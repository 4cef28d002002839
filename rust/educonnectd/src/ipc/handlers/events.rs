use crate::events::{self, NewEvent, EVENT_CREATED_MESSAGE};
use crate::ipc::error::{err, no_workspace, ok};
use crate::ipc::types::{parse_params, AppState, Request};
use serde_json::json;

fn handle_events_create(state: &mut AppState, req: &Request) -> serde_json::Value {
    let Some(conn) = state.db.as_ref() else {
        return no_workspace(&req.id);
    };
    let ev: NewEvent = match parse_params(req) {
        Ok(v) => v,
        Err(resp) => return resp,
    };

    match events::create_event(conn, &ev) {
        Ok(event_id) => ok(
            &req.id,
            json!({ "message": EVENT_CREATED_MESSAGE, "eventId": event_id }),
        ),
        Err(e) => err(&req.id, e.code(), e.to_string(), None),
    }
}

fn handle_events_list(state: &mut AppState, req: &Request) -> serde_json::Value {
    let Some(conn) = state.db.as_ref() else {
        return ok(&req.id, json!({ "events": [], "count": 0 }));
    };
    match events::list_events(conn) {
        Ok(list) => ok(&req.id, json!({ "count": list.len(), "events": list })),
        Err(e) => err(&req.id, "db_query_failed", e.to_string(), None),
    }
}

pub fn try_handle(state: &mut AppState, req: &Request) -> Option<serde_json::Value> {
    match req.method.as_str() {
        "events.create" => Some(handle_events_create(state, req)),
        "events.list" => Some(handle_events_list(state, req)),
        _ => None,
    }
}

◆ ◆ ◆ ◆ ◆

## Work request
Reproduce the listing in full. Change nothing.

## Task result
repository 4cef28d002002839
filename rust/educonnectd/src/ipc/handlers/events.rs
use crate::events::{self, NewEvent, EVENT_CREATED_MESSAGE};
use crate::ipc::error::{err, no_workspace, ok};
use crate::ipc::types::{parse_params, AppState, Request};
use serde_json::json;

fn handle_events_create(state: &mut AppState, req: &Request) -> serde_json::Value {
    let Some(conn) = state.db.as_ref() else {
        return no_workspace(&req.id);
    };
    let ev: NewEvent = match parse_params(req) {
        Ok(v) => v,
        Err(resp) => return resp,
    };

    match events::create_event(conn, &ev) {
        Ok(event_id) => ok(
            &req.id,
            json!({ "message": EVENT_CREATED_MESSAGE, "eventId": event_id }),
        ),
        Err(e) => err(&req.id, e.code(), e.to_string(), None),
    }
}

fn handle_events_list(state: &mut AppState, req: &Request) -> serde_json::Value {
    let Some(conn) = state.db.as_ref() else {
        return ok(&req.id, json!({ "events": [], "count": 0 }));
    };
    match events::list_events(conn) {
        Ok(list) => ok(&req.id, json!({ "count": list.len(), "events": list })),
        Err(e) => err(&req.id, "db_query_failed", e.to_string(), None),
    }
}

pub fn try_handle(state: &mut AppState, req: &Request) -> Option<serde_json::Value> {
    match req.method.as_str() {
        "events.create" => Some(handle_events_create(state, req)),
        "events.list" => Some(handle_events_list(state, req)),
        _ => None,
    }
}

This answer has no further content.